Required action: Each line below is to be set down again exactly.

Dataset excerpts:
▬▬▬
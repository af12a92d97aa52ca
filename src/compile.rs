//! End-to-end compilation from query parameters to SQL.
//!
//! ```text
//! QueryParams → parse → catalog checks → resolve paths → Query → SQL
//! ```
//!
//! # Example
//!
//! ```ignore
//! use sift::catalog::{CatalogRegistry, QueryType};
//! use sift::compile::{CompileOptions, QueryCompiler};
//! use sift::params::QueryParams;
//! use sift::sql::Dialect;
//!
//! let registry = CatalogRegistry::new();
//! let catalog = registry.register(&schema, &QueryType::new("users", "users"))?;
//! let compiler = QueryCompiler::new(&schema, CompileOptions::default().with_dialect(Dialect::Postgres));
//!
//! let params = QueryParams::new()
//!     .with_filters(r#"{"role.name": {"$eq": "admin"}}"#)
//!     .with_sort("name:asc");
//! let output = compiler.compile(&catalog, &params)?;
//! println!("{}", output.sql);
//! ```

use crate::catalog::{CatalogError, QueryCatalog};
use crate::error::CompileResult;
use crate::filter::compile_filter;
use crate::params::QueryParams;
use crate::resolve::CompileContext;
use crate::schema::Introspect;
use crate::search::compile_search;
use crate::sort::compile_sort;
use crate::sql::{Dialect, ExprExt, Query};

// ============================================================================
// Options
// ============================================================================

/// Options for compilation.
#[derive(Debug, Clone, PartialEq, Eq)]
pub struct CompileOptions {
    /// SQL dialect to generate.
    pub dialect: Dialect,
    /// Rows with this column set are hidden; `None` disables the check.
    pub soft_delete_column: Option<String>,
}

impl Default for CompileOptions {
    fn default() -> Self {
        Self {
            dialect: Dialect::default(),
            soft_delete_column: Some("deleted_at".into()),
        }
    }
}

impl CompileOptions {
    /// Set the SQL dialect.
    pub fn with_dialect(mut self, dialect: Dialect) -> Self {
        self.dialect = dialect;
        self
    }

    pub fn with_soft_delete_column(mut self, column: Option<&str>) -> Self {
        self.soft_delete_column = column.map(str::to_string);
        self
    }
}

// ============================================================================
// Result Types
// ============================================================================

/// Result of compiling query parameters.
#[derive(Debug, Clone)]
pub struct CompileOutput {
    /// The generated SQL string.
    pub sql: String,

    /// The SQL query AST, for the caller to paginate or execute.
    pub query: Query,

    /// The dialect used for generation.
    pub dialect: Dialect,

    /// Number of joins added.
    pub joins: usize,
}

// ============================================================================
// Compiler
// ============================================================================

/// Compiles [`QueryParams`] against one schema.
pub struct QueryCompiler<'a> {
    schema: &'a dyn Introspect,
    options: CompileOptions,
}

impl<'a> QueryCompiler<'a> {
    pub fn new(schema: &'a dyn Introspect, options: CompileOptions) -> Self {
        Self { schema, options }
    }

    pub fn options(&self) -> &CompileOptions {
        &self.options
    }

    /// Compile `params` for the query type described by `catalog`.
    ///
    /// Any invalid clause rejects the whole specification.
    pub fn compile(
        &self,
        catalog: &QueryCatalog,
        params: &QueryParams,
    ) -> CompileResult<CompileOutput> {
        let result = self.build(catalog, params);
        if let Err(err) = &result {
            tracing::debug!(
                query_type = %catalog.query_type,
                kind = ?err.kind(),
                field = err.field().unwrap_or_default(),
                "rejected query specification: {}",
                err
            );
        }
        let query = result?;

        let sql = query.to_sql(self.options.dialect);
        let joins = query.joins.len();
        tracing::debug!(
            query_type = %catalog.query_type,
            entity = %catalog.entity,
            joins,
            distinct = query.distinct,
            dialect = %self.options.dialect,
            "compiled query"
        );

        Ok(CompileOutput {
            sql,
            query,
            dialect: self.options.dialect,
            joins,
        })
    }

    fn build(&self, catalog: &QueryCatalog, params: &QueryParams) -> CompileResult<Query> {
        let root = self
            .schema
            .entity(&catalog.entity)
            .ok_or_else(|| CatalogError::UnknownEntity {
                query_type: catalog.query_type.clone(),
                entity: catalog.entity.clone(),
            })?;
        let mut ctx = CompileContext::new(self.schema, root);

        if let Some(column) = self.options.soft_delete_column.as_deref() {
            if root.get_column(column).is_some() {
                let predicate = ctx.root_column(column).is_null();
                ctx.add_predicate(predicate);
            }
        }

        if let Some(tree) = params.filter_tree()? {
            if let Some(predicate) = compile_filter(&mut ctx, catalog, &tree)? {
                ctx.add_predicate(predicate);
            }
        }

        if let Some(term) = params.search.as_deref() {
            let fields = params.search_paths()?;
            if let Some(predicate) = compile_search(&mut ctx, catalog, term, fields.as_ref())? {
                ctx.add_predicate(predicate);
            }
        }

        compile_sort(&mut ctx, catalog, &params.sort_keys()?)?;

        Ok(ctx.into_query())
    }
}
▬▬▬
Expected output:
repository af12a92d97aa52ca
filename src/compile.rs
//! End-to-end compilation from query parameters to SQL.
//!
//! ```text
//! QueryParams → parse → catalog checks → resolve paths → Query → SQL
//! ```
//!
//! # Example
//!
//! ```ignore
//! use sift::catalog::{CatalogRegistry, QueryType};
//! use sift::compile::{CompileOptions, QueryCompiler};
//! use sift::params::QueryParams;
//! use sift::sql::Dialect;
//!
//! let registry = CatalogRegistry::new();
//! let catalog = registry.register(&schema, &QueryType::new("users", "users"))?;
//! let compiler = QueryCompiler::new(&schema, CompileOptions::default().with_dialect(Dialect::Postgres));
//!
//! let params = QueryParams::new()
//!     .with_filters(r#"{"role.name": {"$eq": "admin"}}"#)
//!     .with_sort("name:asc");
//! let output = compiler.compile(&catalog, &params)?;
//! println!("{}", output.sql);
//! ```

use crate::catalog::{CatalogError, QueryCatalog};
use crate::error::CompileResult;
use crate::filter::compile_filter;
use crate::params::QueryParams;
use crate::resolve::CompileContext;
use crate::schema::Introspect;
use crate::search::compile_search;
use crate::sort::compile_sort;
use crate::sql::{Dialect, ExprExt, Query};

// ============================================================================
// Options
// ============================================================================

/// Options for compilation.
#[derive(Debug, Clone, PartialEq, Eq)]
pub struct CompileOptions {
    /// SQL dialect to generate.
    pub dialect: Dialect,
    /// Rows with this column set are hidden; `None` disables the check.
    pub soft_delete_column: Option<String>,
}

impl Default for CompileOptions {
    fn default() -> Self {
        Self {
            dialect: Dialect::default(),
            soft_delete_column: Some("deleted_at".into()),
        }
    }
}

impl CompileOptions {
    /// Set the SQL dialect.
    pub fn with_dialect(mut self, dialect: Dialect) -> Self {
        self.dialect = dialect;
        self
    }

    pub fn with_soft_delete_column(mut self, column: Option<&str>) -> Self {
        self.soft_delete_column = column.map(str::to_string);
        self
    }
}

// ============================================================================
// Result Types
// ============================================================================

/// Result of compiling query parameters.
#[derive(Debug, Clone)]
pub struct CompileOutput {
    /// The generated SQL string.
    pub sql: String,

    /// The SQL query AST, for the caller to paginate or execute.
    pub query: Query,

    /// The dialect used for generation.
    pub dialect: Dialect,

    /// Number of joins added.
    pub joins: usize,
}

// ============================================================================
// Compiler
// ============================================================================

/// Compiles [`QueryParams`] against one schema.
pub struct QueryCompiler<'a> {
    schema: &'a dyn Introspect,
    options: CompileOptions,
}

impl<'a> QueryCompiler<'a> {
    pub fn new(schema: &'a dyn Introspect, options: CompileOptions) -> Self {
        Self { schema, options }
    }

    pub fn options(&self) -> &CompileOptions {
        &self.options
    }

    /// Compile `params` for the query type described by `catalog`.
    ///
    /// Any invalid clause rejects the whole specification.
    pub fn compile(
        &self,
        catalog: &QueryCatalog,
        params: &QueryParams,
    ) -> CompileResult<CompileOutput> {
        let result = self.build(catalog, params);
        if let Err(err) = &result {
            tracing::debug!(
                query_type = %catalog.query_type,
                kind = ?err.kind(),
                field = err.field().unwrap_or_default(),
                "rejected query specification: {}",
                err
            );
        }
        let query = result?;

        let sql = query.to_sql(self.options.dialect);
        let joins = query.joins.len();
        tracing::debug!(
            query_type = %catalog.query_type,
            entity = %catalog.entity,
            joins,
            distinct = query.distinct,
            dialect = %self.options.dialect,
            "compiled query"
        );

        Ok(CompileOutput {
            sql,
            query,
            dialect: self.options.dialect,
            joins,
        })
    }

    fn build(&self, catalog: &QueryCatalog, params: &QueryParams) -> CompileResult<Query> {
        let root = self
            .schema
            .entity(&catalog.entity)
            .ok_or_else(|| CatalogError::UnknownEntity {
                query_type: catalog.query_type.clone(),
                entity: catalog.entity.clone(),
            })?;
        let mut ctx = CompileContext::new(self.schema, root);

        if let Some(column) = self.options.soft_delete_column.as_deref() {
            if root.get_column(column).is_some() {
                let predicate = ctx.root_column(column).is_null();
                ctx.add_predicate(predicate);
            }
        }

        if let Some(tree) = params.filter_tree()? {
            if let Some(predicate) = compile_filter(&mut ctx, catalog, &tree)? {
                ctx.add_predicate(predicate);
            }
        }

        if let Some(term) = params.search.as_deref() {
            let fields = params.search_paths()?;
            if let Some(predicate) = compile_search(&mut ctx, catalog, term, fields.as_ref())? {
                ctx.add_predicate(predicate);
            }
        }

        compile_sort(&mut ctx, catalog, &params.sort_keys()?)?;

        Ok(ctx.into_query())
    }
}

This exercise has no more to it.